Source data:

#[tokio::test]
async fn test_op_msg_round_trip() -> Result<()> {
    let server = start(common::config(), store()).await?;
    let mut stream = TcpStream::connect(server.addr()?).await?;

    let hello = command(&mut stream, 1, &doc! { "hello": 1, "$db": "admin" }).await?;
    assert!(hello.get_bool("isWritablePrimary")?);
    assert_eq!(hello.get_f64("ok")?, 1.0);

    let reply = command(
        &mut stream,
        2,
        &doc! { "find": "items", "batchSize": 3, "$db": "db" },
    )
    .await?;
    assert_eq!(first_batch(&reply).len(), 3);
    let id = cursor_id(&reply);
    assert_ne!(id, 0);

    let reply = command(
        &mut stream,
        3,
        &doc! { "getMore": id, "collection": "items", "$db": "db" },
    )
    .await?;
    assert_eq!(cursor_id(&reply), 0);

    // Command errors come back as ok: 0 on a connection that stays open.
    let reply = command(&mut stream, 4, &doc! { "frobnicate": 1, "$db": "db" }).await?;
    assert_eq!(reply.get_f64("ok")?, 0.0);
    assert_eq!(reply.get_i32("code")?, 59);
    let reply = command(&mut stream, 5, &doc! { "ping": 1, "$db": "admin" }).await?;
    assert_eq!(reply.get_f64("ok")?, 1.0);

    drop(stream);
    server.stop().await
}

#[tokio::test]
async fn test_legacy_is_master() -> Result<()> {
    let server = start(common::config(), store()).await?;
    let mut stream = TcpStream::connect(server.addr()?).await?;

    let frame = wire_protocol::encode_op_query(11, "admin.$cmd", &doc! { "isMaster": 1 })?;
    stream.write_all(&frame).await?;

    match wire_protocol::read_message(&mut stream).await? {
        Some(WireMessage::Reply {
            header, documents, ..
        }) => {
            assert_eq!(header.response_to, 11);
            assert_eq!(documents.len(), 1);
            assert!(documents[0].get_bool("ismaster")?);
        }
        other => return Err(anyhow!("expected OP_REPLY, got {:?}", other)),
    }

    let frame = wire_protocol::encode_op_query(12, "db.items", &doc! { "x": 1 })?;
    stream.write_all(&frame).await?;
    match wire_protocol::read_message(&mut stream).await? {
        Some(WireMessage::Reply { documents, .. }) => {
            assert_eq!(documents[0].get_i32("code")?, 352);
        }
        other => return Err(anyhow!("expected OP_REPLY, got {:?}", other)),
    }

    drop(stream);
    server.stop().await
}

#[tokio::test]
async fn test_more_to_come_gets_no_reply() -> Result<()> {
    let backend = store();
    let server = start(common::config(), Arc::clone(&backend)).await?;
    let mut stream = TcpStream::connect(server.addr()?).await?;

    let frame = wire_protocol::encode_op_msg(
        20,
        0,
        MSG_FLAG_MORE_TO_COME,
        &doc! { "insert": "items", "documents": [{ "_id": 99 }], "$db": "db" },
    )?;
    stream.write_all(&frame).await?;

    let reply = command(&mut stream, 21, &doc! { "count": "items", "$db": "db" }).await?;
    assert_eq!(reply.get_i32("n")?, 6);

    drop(stream);
    server.stop().await
}

#[tokio::test]
async fn test_malformed_frame_closes_connection() -> Result<()> {
    let server = start(common::config(), store()).await?;
    let mut stream = TcpStream::connect(server.addr()?).await?;

    let mut frame = Vec::new();
    frame.extend_from_slice(&4i32.to_le_bytes());
    frame.extend_from_slice(&[0u8; 12]);
    stream.write_all(&frame).await?;

    let outcome = tokio::time::timeout(
        Duration::from_secs(5),
        wire_protocol::read_message(&mut stream),
    )
    .await?;
    assert!(!matches!(outcome, Ok(Some(_))));

    // The listener keeps serving other clients.
    let mut other = TcpStream::connect(server.addr()?).await?;
    let reply = command(&mut other, 1, &doc! { "ping": 1, "$db": "admin" }).await?;
    assert_eq!(reply.get_f64("ok")?, 1.0);

    drop(other);
    server.stop().await
}
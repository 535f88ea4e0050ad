//! CLI command implementations

use anyhow::Result;
use clap::{Subcommand, ValueEnum};

pub mod annotate;
pub mod chunk;
pub mod validate;

use crate::output::OutputFormat;
use annotate::ModeArg;

/// Available CLI commands
#[derive(Debug, Subcommand)]
pub enum Commands {
    /// Annotate text files through the gazetteer annotator
    Annotate(annotate::AnnotateArgs),

    /// Show how text files split into fragments
    Chunk(chunk::ChunkArgs),

    /// Check a gazetteer file
    Validate(validate::ValidateArgs),

    /// List available components
    List {
        #[command(subcommand)]
        subcommand: ListCommands,
    },
}

/// List subcommands
#[derive(Debug, Subcommand)]
pub enum ListCommands {
    /// List available output formats
    Formats,

    /// List execution modes
    Modes,
}

impl Commands {
    /// Run the selected command
    pub fn execute(&self) -> Result<()> {
        match self {
            Commands::Annotate(args) => args.execute(),
            Commands::Chunk(args) => args.execute(),
            Commands::Validate(args) => args.execute(),
            Commands::List { subcommand } => {
                subcommand.execute();
                Ok(())
            }
        }
    }
}

impl ListCommands {
    /// Lines printed for this listing
    pub fn lines(&self) -> Vec<String> {
        match self {
            ListCommands::Formats => OutputFormat::value_variants()
                .iter()
                .filter_map(|f| {
                    let name = f.to_possible_value()?.get_name().to_string();
                    Some(format!("{name:<6} {}", f.description()))
                })
                .collect(),
            ListCommands::Modes => ModeArg::value_variants()
                .iter()
                .filter_map(|m| {
                    let value = m.to_possible_value()?;
                    let help = value.get_help().map(ToString::to_string).unwrap_or_default();
                    Some(format!("{:<10} {help}", value.get_name()))
                })
                .collect(),
        }
    }

    fn execute(&self) {
        for line in self.lines() {
            println!("{line}");
        }
    }
}
//! Parallel execution strategy

use crate::{
    annotator::Annotator,
    error::{EngineError, Result},
    executor::{ChunkOutcome, ExecutionMode, Executor},
};
use chunkspan_core::Chunk;
use rayon::prelude::*;
use std::sync::atomic::{AtomicBool, Ordering};

/// Bounded worker-pool executor
///
/// Requests run concurrently but outcomes are collected in chunk order.
/// Once a fatal failure is seen, chunks that have not started are skipped;
/// requests already in flight still complete.
#[derive(Debug)]
pub struct ParallelExecutor {
    thread_pool: rayon::ThreadPool,
}

impl ParallelExecutor {
    /// Create an executor with `threads` workers (`None` = rayon default)
    pub fn new(threads: Option<usize>) -> Result<Self> {
        let mut builder =
            rayon::ThreadPoolBuilder::new().thread_name(|i| format!("chunkspan-worker-{i}"));
        if let Some(threads) = threads {
            builder = builder.num_threads(threads);
        }

        let thread_pool = builder
            .build()
            .map_err(|e| EngineError::ThreadPool(e.to_string()))?;

        Ok(Self { thread_pool })
    }

    /// Number of workers in the pool
    pub fn thread_count(&self) -> usize {
        self.thread_pool.current_num_threads()
    }
}

impl Executor for ParallelExecutor {
    fn dispatch(&self, chunks: &[Chunk<'_>], annotator: &dyn Annotator) -> Vec<ChunkOutcome> {
        let aborted = AtomicBool::new(false);

        self.thread_pool.install(|| {
            chunks
                .par_iter()
                .map(|chunk| {
                    if aborted.load(Ordering::Acquire) {
                        return ChunkOutcome::Skipped;
                    }
                    let outcome = ChunkOutcome::request(annotator, chunk);
                    if outcome.is_fatal() {
                        aborted.store(true, Ordering::Release);
                    }
                    outcome
                })
                .collect()
        })
    }

    fn mode(&self) -> ExecutionMode {
        ExecutionMode::Parallel
    }
}

#[cfg(test)]
mod tests {
    use super::*;
    use crate::{
        annotator::{AnnotationResult, RawAnnotation},
        error::AnnotatorError,
    };
    use chunkspan_core::Chunker;
    use std::{thread, time::Duration};

    #[test]
    fn test_outcomes_keep_chunk_order() {
        // Earlier chunks sleep longer so they finish last
        let annotator = |fragment: &str| -> AnnotationResult {
            let delay = 40u64.saturating_sub(fragment.len() as u64 * 2);
            thread::sleep(Duration::from_millis(delay));
            Ok(vec![RawAnnotation::new(0, 1, fragment.trim())])
        };

        let text = "a bb ccc dddd eeeee ffffff";
        let chunks = Chunker::new(2).unwrap().chunks(text);
        let executor = ParallelExecutor::new(Some(4)).unwrap();
        let outcomes = executor.dispatch(&chunks, &annotator);

        let references: Vec<String> = outcomes
            .into_iter()
            .map(|o| match o {
                ChunkOutcome::Annotated(mut raw) => raw.remove(0).reference,
                other => panic!("unexpected outcome {other:?}"),
            })
            .collect();
        assert_eq!(references, vec!["a", "bb", "ccc", "dddd", "eeeee", "ffffff"]);
    }

    #[test]
    fn test_thread_count() {
        let executor = ParallelExecutor::new(Some(3)).unwrap();
        assert_eq!(executor.thread_count(), 3);
        assert_eq!(executor.mode(), ExecutionMode::Parallel);
    }

    #[test]
    fn test_fatal_failure_reported_in_place() {
        let annotator = |fragment: &str| -> AnnotationResult {
            if fragment.contains("ccc") {
                Err(AnnotatorError::Unauthorized("revoked".into()))
            } else {
                Ok(Vec::new())
            }
        };

        let chunks = Chunker::new(2).unwrap().chunks("a bb ccc dddd");
        let executor = ParallelExecutor::new(Some(2)).unwrap();
        let outcomes = executor.dispatch(&chunks, &annotator);

        assert_eq!(outcomes.len(), chunks.len());
        assert!(outcomes[2].is_fatal());
    }
}
//! Output formatting module

use anyhow::Result;
use chunkspan_core::{AnnotationSet, Chunk};

/// Supported output formats
#[derive(Debug, Clone, Copy, PartialEq, Eq, clap::ValueEnum)]
pub enum OutputFormat {
    /// Tab-separated spans under a per-document header
    Text,
    /// JSON array of documents with their spans
    Json,
}

impl OutputFormat {
    /// Short description shown by `list formats`
    pub fn description(&self) -> &'static str {
        match self {
            OutputFormat::Text => "tab-separated start, length, concept and surface",
            OutputFormat::Json => "array of documents with span objects",
        }
    }
}

/// Trait for output formatters
pub trait OutputFormatter: Send + Sync {
    /// Format the spans found in one document
    fn format_document(&mut self, document: &str, text: &str, spans: &AnnotationSet)
        -> Result<()>;

    /// Format the chunks one document splits into
    fn format_chunks(&mut self, document: &str, chunks: &[Chunk<'_>]) -> Result<()>;

    /// Finalize output (e.g., close JSON array)
    fn finish(&mut self) -> Result<()>;
}

pub mod json;
pub mod text;

pub use json::JsonFormatter;
pub use text::TextFormatter;

/// Build the formatter for `format` over `writer`
pub fn formatter<W>(format: OutputFormat, writer: W, pretty_json: bool) -> Box<dyn OutputFormatter>
where
    W: std::io::Write + Send + Sync + 'static,
{
    match format {
        OutputFormat::Text => Box::new(TextFormatter::new(writer)),
        OutputFormat::Json => Box::new(JsonFormatter::new(writer).pretty(pretty_json)),
    }
}

/// Open the output destination (default: stdout)
pub fn open_writer(path: Option<&std::path::Path>) -> Result<Box<dyn std::io::Write + Send + Sync>> {
    use anyhow::Context;

    match path {
        Some(path) => {
            let file = std::fs::File::create(path)
                .with_context(|| format!("Failed to create output file: {}", path.display()))?;
            Ok(Box::new(std::io::BufWriter::new(file)))
        }
        None => Ok(Box::new(std::io::stdout())),
    }
}
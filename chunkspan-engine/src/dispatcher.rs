//! Adaptive execution dispatcher
//!
//! Picks the executor for each request from the configured mode and the
//! number of chunks the text produced.

use crate::{
    annotator::Annotator,
    config::EngineConfig,
    error::Result,
    executor::{auto_select, ChunkOutcome, ExecutionMode, Executor, SequentialExecutor},
};
use chunkspan_core::Chunk;

#[cfg(feature = "parallel")]
use crate::executor::ParallelExecutor;

/// Adaptive execution dispatcher
pub struct AdaptiveDispatcher {
    sequential_executor: SequentialExecutor,
    #[cfg(feature = "parallel")]
    parallel_executor: Option<ParallelExecutor>,
    mode: ExecutionMode,
}

impl AdaptiveDispatcher {
    /// Create a dispatcher; the worker pool is only built if it can be used
    pub fn new(config: &EngineConfig) -> Result<Self> {
        #[cfg(feature = "parallel")]
        let parallel_executor = match config.execution_mode {
            ExecutionMode::Sequential => None,
            ExecutionMode::Parallel | ExecutionMode::Adaptive => {
                Some(ParallelExecutor::new(config.threads)?)
            }
        };

        Ok(Self {
            sequential_executor: SequentialExecutor,
            #[cfg(feature = "parallel")]
            parallel_executor,
            mode: config.execution_mode,
        })
    }

    /// Workers available for one request
    pub fn workers(&self) -> usize {
        #[cfg(feature = "parallel")]
        if let Some(executor) = &self.parallel_executor {
            return executor.thread_count();
        }
        1
    }

    /// Select the execution mode for a text split into `chunk_count` chunks
    pub fn select_mode(&self, chunk_count: usize) -> ExecutionMode {
        match self.mode {
            ExecutionMode::Adaptive => auto_select(chunk_count, self.workers()),
            mode => mode,
        }
    }

    /// Dispatch the chunks, returning their outcomes and the mode used
    pub fn dispatch(
        &self,
        chunks: &[Chunk<'_>],
        annotator: &dyn Annotator,
    ) -> (Vec<ChunkOutcome>, ExecutionMode) {
        let executor = self.executor_for(self.select_mode(chunks.len()));
        (executor.dispatch(chunks, annotator), executor.mode())
    }

    #[cfg_attr(not(feature = "parallel"), allow(unused_variables))]
    fn executor_for(&self, mode: ExecutionMode) -> &dyn Executor {
        #[cfg(feature = "parallel")]
        if mode == ExecutionMode::Parallel {
            if let Some(executor) = &self.parallel_executor {
                return executor;
            }
        }

        // Parallel without the feature falls back to sequential
        &self.sequential_executor
    }
}
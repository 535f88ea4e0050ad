//! Layered error types
//!
//! `AnnotatorError` is what an annotation collaborator reports for one
//! fragment; `EngineError` is what a whole reconciliation call returns.

use chunkspan_core::CoreError;
use thiserror::Error;

/// Failure of a single annotation request
#[derive(Error, Debug, Clone, PartialEq, Eq)]
pub enum AnnotatorError {
    /// The service rejected the caller's credential
    #[error("annotation service rejected the credential: {0}")]
    Unauthorized(String),

    /// The caller's request budget is exhausted
    #[error("annotation service quota exhausted: {0}")]
    QuotaExceeded(String),

    /// Network or protocol failure for this fragment only
    #[error("transient annotation failure: {0}")]
    Transient(String),
}

impl AnnotatorError {
    /// Whether this failure must abort the whole request
    pub fn is_fatal(&self) -> bool {
        matches!(
            self,
            AnnotatorError::Unauthorized(_) | AnnotatorError::QuotaExceeded(_)
        )
    }
}

impl From<std::io::Error> for AnnotatorError {
    fn from(err: std::io::Error) -> Self {
        AnnotatorError::Transient(err.to_string())
    }
}

/// Engine-level errors
#[derive(Error, Debug)]
pub enum EngineError {
    /// Core chunking or span error
    #[error("core error: {0}")]
    Core(#[from] CoreError),

    /// A fatal annotator failure aborted the request
    #[error("annotation aborted at chunk {chunk}: {source}")]
    Fatal {
        /// Index of the chunk whose request failed
        chunk: usize,
        /// The annotator's error
        #[source]
        source: AnnotatorError,
    },

    /// Configuration error
    #[error("invalid configuration: {0}")]
    ConfigError(String),

    /// Worker pool could not be created
    #[error("thread pool error: {0}")]
    ThreadPool(String),
}

/// Result type for engine operations
pub type Result<T> = std::result::Result<T, EngineError>;
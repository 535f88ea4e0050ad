//! Local gazetteer annotator
//!
//! A gazetteer is a TOML list of surface forms and the references they
//! link to. It behaves like a remote annotation service: it answers one
//! fragment at a time with fragment-local char offsets, and can be given a
//! request budget after which it reports `QuotaExceeded`.

use crate::error::CliError;
use anyhow::{Context, Result};
use chunkspan_engine::{
    AnnotationResult, Annotator, AnnotatorError, ConceptId, ConceptResolver, IdentityResolver,
    RawAnnotation, TableResolver,
};
use regex::Regex;
use serde::{Deserialize, Serialize};
use std::collections::{BTreeMap, HashMap};
use std::fs;
use std::path::Path;
use std::sync::atomic::{AtomicUsize, Ordering};

/// Gazetteer file contents
#[derive(Debug, Clone, Deserialize, Serialize)]
pub struct GazetteerSpec {
    /// Annotator name shown in reports
    #[serde(default = "default_name")]
    pub name: String,

    /// Number of requests answered before the quota is exhausted
    #[serde(default)]
    pub max_requests: Option<usize>,

    /// Surface forms and their references
    #[serde(default)]
    pub entries: Vec<Entry>,

    /// Reference to canonical concept mapping
    #[serde(default)]
    pub concepts: BTreeMap<String, String>,
}

/// One gazetteer entry
#[derive(Debug, Clone, Deserialize, Serialize)]
pub struct Entry {
    /// Text matched in the fragment
    pub surface: String,
    /// Reference reported for a match
    pub reference: String,
}

fn default_name() -> String {
    "gazetteer".to_string()
}

impl GazetteerSpec {
    /// Load and validate a gazetteer file
    pub fn from_file(path: &Path) -> Result<Self> {
        let content = fs::read_to_string(path)
            .with_context(|| format!("Failed to read gazetteer: {}", path.display()))?;
        let spec = Self::from_toml(&content)
            .with_context(|| format!("Invalid gazetteer: {}", path.display()))?;
        Ok(spec)
    }

    /// Parse and validate gazetteer TOML
    pub fn from_toml(content: &str) -> Result<Self, CliError> {
        let spec: Self =
            toml::from_str(content).map_err(|e| CliError::GazetteerError(e.to_string()))?;
        spec.validate()?;
        Ok(spec)
    }

    /// Check entries for empty or conflicting surfaces
    pub fn validate(&self) -> Result<(), CliError> {
        if self.name.trim().is_empty() {
            return Err(CliError::GazetteerError("name must not be empty".into()));
        }

        let mut seen: HashMap<&str, &str> = HashMap::new();
        for (index, entry) in self.entries.iter().enumerate() {
            if entry.surface.is_empty() {
                return Err(CliError::GazetteerError(format!(
                    "entry {index} has an empty surface"
                )));
            }
            if entry.reference.is_empty() {
                return Err(CliError::GazetteerError(format!(
                    "entry {index} ('{}') has an empty reference",
                    entry.surface
                )));
            }
            match seen.insert(&entry.surface, &entry.reference) {
                Some(previous) if previous != entry.reference => {
                    return Err(CliError::GazetteerError(format!(
                        "surface '{}' links to both '{previous}' and '{}'",
                        entry.surface, entry.reference
                    )));
                }
                _ => {}
            }
        }
        Ok(())
    }

    /// Split into the annotator and the resolver it pairs with
    pub fn build(self) -> Result<(Gazetteer, GazetteerResolver), CliError> {
        let resolver = if self.concepts.is_empty() {
            GazetteerResolver::Identity(IdentityResolver)
        } else {
            GazetteerResolver::Table(self.concepts.into_iter().collect())
        };

        let gazetteer = Gazetteer::new(self.name, self.entries, self.max_requests)?;
        Ok((gazetteer, resolver))
    }
}

/// Annotator matching known surfaces at word boundaries
#[derive(Debug)]
pub struct Gazetteer {
    name: String,
    pattern: Option<Regex>,
    references: HashMap<String, String>,
    max_requests: Option<usize>,
    requests: AtomicUsize,
}

impl Gazetteer {
    /// Build the matcher from entries
    pub fn new(
        name: impl Into<String>,
        entries: Vec<Entry>,
        max_requests: Option<usize>,
    ) -> Result<Self, CliError> {
        let references: HashMap<String, String> = entries
            .into_iter()
            .map(|e| (e.surface, e.reference))
            .collect();

        Ok(Self {
            name: name.into(),
            pattern: build_pattern(references.keys())?,
            references,
            max_requests,
            requests: AtomicUsize::new(0),
        })
    }

    /// Number of distinct surfaces
    pub fn len(&self) -> usize {
        self.references.len()
    }

    /// Whether no surface is known
    pub fn is_empty(&self) -> bool {
        self.references.is_empty()
    }

    /// Requests received so far, including rejected ones
    pub fn requests(&self) -> usize {
        self.requests.load(Ordering::SeqCst)
    }
}

/// Longest surfaces first so the alternation prefers the longest match
fn build_pattern<'a>(
    surfaces: impl Iterator<Item = &'a String>,
) -> Result<Option<Regex>, CliError> {
    let mut surfaces: Vec<&String> = surfaces.collect();
    if surfaces.is_empty() {
        return Ok(None);
    }
    surfaces.sort_by(|a, b| {
        b.chars()
            .count()
            .cmp(&a.chars().count())
            .then_with(|| a.cmp(b))
    });

    let alternatives: Vec<String> = surfaces.iter().map(|s| bounded(s)).collect();
    let pattern = alternatives.join("|");
    Regex::new(&pattern)
        .map(Some)
        .map_err(|e| CliError::GazetteerError(e.to_string()))
}

/// `\b` only makes sense next to a word character
fn bounded(surface: &str) -> String {
    let is_word = |c: char| c.is_alphanumeric() || c == '_';
    let mut alternative = String::new();
    if surface.chars().next().is_some_and(is_word) {
        alternative.push_str(r"\b");
    }
    alternative.push_str(&regex::escape(surface));
    if surface.chars().last().is_some_and(is_word) {
        alternative.push_str(r"\b");
    }
    alternative
}

impl Annotator for Gazetteer {
    fn name(&self) -> &str {
        &self.name
    }

    fn annotate(&self, fragment: &str) -> AnnotationResult {
        let served = self.requests.fetch_add(1, Ordering::SeqCst);
        if let Some(limit) = self.max_requests {
            if served >= limit {
                return Err(AnnotatorError::QuotaExceeded(format!(
                    "request budget of {limit} reached"
                )));
            }
        }

        let Some(pattern) = &self.pattern else {
            return Ok(Vec::new());
        };

        let annotations = pattern
            .find_iter(fragment)
            .filter_map(|m| {
                let reference = self.references.get(m.as_str())?;
                Some(RawAnnotation::new(
                    fragment[..m.start()].chars().count(),
                    m.as_str().chars().count(),
                    reference.clone(),
                ))
            })
            .collect();
        Ok(annotations)
    }
}

/// Resolver chosen by whether the gazetteer carries a concept table
#[derive(Debug, Clone)]
pub enum GazetteerResolver {
    /// References are canonical already
    Identity(IdentityResolver),
    /// References map through the `[concepts]` table
    Table(TableResolver),
}

impl ConceptResolver for GazetteerResolver {
    fn resolve(&self, reference: &str) -> Option<ConceptId> {
        match self {
            GazetteerResolver::Identity(resolver) => resolver.resolve(reference),
            GazetteerResolver::Table(resolver) => resolver.resolve(reference),
        }
    }
}

#[cfg(test)]
mod tests {
    use super::*;

    const SAMPLE: &str = r#"
name = "montana"

[[entries]]
surface = "Bozeman"
reference = "Bozeman"

[[entries]]
surface = "Bozeman Public Library"
reference = "Bozeman_Public_Library"

[[entries]]
surface = "KXLB"
reference = "KXLB"

[concepts]
Bozeman = "http://dbpedia.org/resource/Bozeman,_Montana"
KXLB = "http://dbpedia.org/resource/KXLB"
"#;

    fn refs(annotations: &[RawAnnotation]) -> Vec<(usize, usize, &str)> {
        annotations
            .iter()
            .map(|a| (a.start, a.length, a.reference.as_str()))
            .collect()
    }

    #[test]
    fn test_parse_sample() {
        let spec = GazetteerSpec::from_toml(SAMPLE).unwrap();
        assert_eq!(spec.name, "montana");
        assert_eq!(spec.entries.len(), 3);
        assert_eq!(spec.concepts.len(), 2);
        assert_eq!(spec.max_requests, None);
    }

    #[test]
    fn test_longest_surface_wins() {
        let (gazetteer, _) = GazetteerSpec::from_toml(SAMPLE).unwrap().build().unwrap();
        let found = gazetteer
            .annotate("to the Bozeman Public Library in Bozeman")
            .unwrap();

        assert_eq!(
            refs(&found),
            vec![(7, 22, "Bozeman_Public_Library"), (33, 7, "Bozeman")]
        );
    }

    #[test]
    fn test_word_boundaries() {
        let (gazetteer, _) = GazetteerSpec::from_toml(SAMPLE).unwrap().build().unwrap();
        assert!(gazetteer.annotate("KXLBX and XKXLB").unwrap().is_empty());
        assert_eq!(refs(&gazetteer.annotate("KXLB: news").unwrap()), vec![(0, 4, "KXLB")]);
    }

    #[test]
    fn test_offsets_are_chars() {
        let gazetteer = Gazetteer::new(
            "test",
            vec![Entry {
                surface: "Zürich".into(),
                reference: "Zurich".into(),
            }],
            None,
        )
        .unwrap();

        let found = gazetteer.annotate("über Zürich").unwrap();
        assert_eq!(refs(&found), vec![(5, 6, "Zurich")]);
    }

    #[test]
    fn test_surface_with_symbol_edges() {
        let gazetteer = Gazetteer::new(
            "test",
            vec![Entry {
                surface: "@superjaberwocky".into(),
                reference: "user".into(),
            }],
            None,
        )
        .unwrap();

        let found = gazetteer.annotate("RT @superjaberwocky: hi").unwrap();
        assert_eq!(refs(&found), vec![(3, 16, "user")]);
    }

    #[test]
    fn test_request_budget() {
        let mut spec = GazetteerSpec::from_toml(SAMPLE).unwrap();
        spec.max_requests = Some(2);
        let (gazetteer, _) = spec.build().unwrap();

        assert!(gazetteer.annotate("one").is_ok());
        assert!(gazetteer.annotate("two").is_ok());
        let err = gazetteer.annotate("three").unwrap_err();
        assert!(matches!(err, AnnotatorError::QuotaExceeded(_)));
        assert!(err.is_fatal());
        assert_eq!(gazetteer.requests(), 3);
    }

    #[test]
    fn test_resolver_selection() {
        let (_, resolver) = GazetteerSpec::from_toml(SAMPLE).unwrap().build().unwrap();
        assert!(matches!(resolver, GazetteerResolver::Table(_)));
        assert_eq!(
            resolver.resolve("KXLB"),
            Some(ConceptId::new("http://dbpedia.org/resource/KXLB"))
        );
        assert_eq!(resolver.resolve("Bozeman_Public_Library"), None);

        let bare = r#"
[[entries]]
surface = "Bozeman"
reference = "Bozeman"
"#;
        let (gazetteer, resolver) = GazetteerSpec::from_toml(bare).unwrap().build().unwrap();
        assert_eq!(gazetteer.name(), "gazetteer");
        assert!(matches!(resolver, GazetteerResolver::Identity(_)));
        assert_eq!(resolver.resolve("Bozeman"), Some(ConceptId::new("Bozeman")));
    }

    #[test]
    fn test_empty_gazetteer_matches_nothing() {
        let (gazetteer, _) = GazetteerSpec::from_toml("name = \"empty\"")
            .unwrap()
            .build()
            .unwrap();
        assert!(gazetteer.is_empty());
        assert!(gazetteer.annotate("anything at all").unwrap().is_empty());
    }

    #[test]
    fn test_invalid_entries_rejected() {
        let empty_surface = r#"
[[entries]]
surface = ""
reference = "x"
"#;
        assert!(matches!(
            GazetteerSpec::from_toml(empty_surface),
            Err(CliError::GazetteerError(_))
        ));

        let conflict = r#"
[[entries]]
surface = "Paris"
reference = "Paris_France"

[[entries]]
surface = "Paris"
reference = "Paris_Texas"
"#;
        let err = GazetteerSpec::from_toml(conflict).unwrap_err();
        assert!(err.to_string().contains("links to both"));

        assert!(GazetteerSpec::from_toml("entries = 3").is_err());
    }
}
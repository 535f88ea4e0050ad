//! Configuration types for the engine

use crate::{
    error::{EngineError, Result},
    ExecutionMode,
};

/// Default fragment bound in chars
///
/// Kept well under a 3500-char service limit because the service measures
/// escaped text, which can be up to three times longer than the raw text.
pub const DEFAULT_MAX_FRAGMENT_LENGTH: usize = 1000;

/// Default size of the worker pool for concurrent requests
pub const DEFAULT_THREADS: usize = 4;

/// Engine configuration
#[derive(Debug, Clone, PartialEq, Eq)]
pub struct EngineConfig {
    /// Upper bound on the chars sent in one annotation request
    pub max_fragment_length: usize,
    /// Execution mode selector
    pub execution_mode: ExecutionMode,
    /// Number of workers for parallel execution (None = rayon default)
    pub threads: Option<usize>,
}

impl Default for EngineConfig {
    fn default() -> Self {
        Self {
            max_fragment_length: DEFAULT_MAX_FRAGMENT_LENGTH,
            execution_mode: ExecutionMode::Adaptive,
            threads: Some(DEFAULT_THREADS),
        }
    }
}

impl EngineConfig {
    /// One request at a time, in chunk order
    pub fn sequential() -> Self {
        Self {
            execution_mode: ExecutionMode::Sequential,
            threads: Some(1),
            ..Self::default()
        }
    }

    /// Concurrent requests on a pool of `threads` workers
    pub fn concurrent(threads: usize) -> Self {
        Self {
            execution_mode: ExecutionMode::Parallel,
            threads: Some(threads),
            ..Self::default()
        }
    }

    /// Replace the fragment bound
    pub fn with_max_fragment_length(mut self, max_fragment_length: usize) -> Self {
        self.max_fragment_length = max_fragment_length;
        self
    }

    /// Check the configuration for values the engine cannot run with
    pub fn validate(&self) -> Result<()> {
        if self.max_fragment_length == 0 {
            return Err(EngineError::ConfigError(
                "max_fragment_length must be greater than 0".to_string(),
            ));
        }
        if self.threads == Some(0) {
            return Err(EngineError::ConfigError(
                "thread count must be greater than 0".to_string(),
            ));
        }
        Ok(())
    }
}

Requirement:
A line qualifies when it holds the word "shown"; report all qualifying lines from the records above.

Completed exercise:
    /// Short description shown by `list formats`
    /// Annotator name shown in reports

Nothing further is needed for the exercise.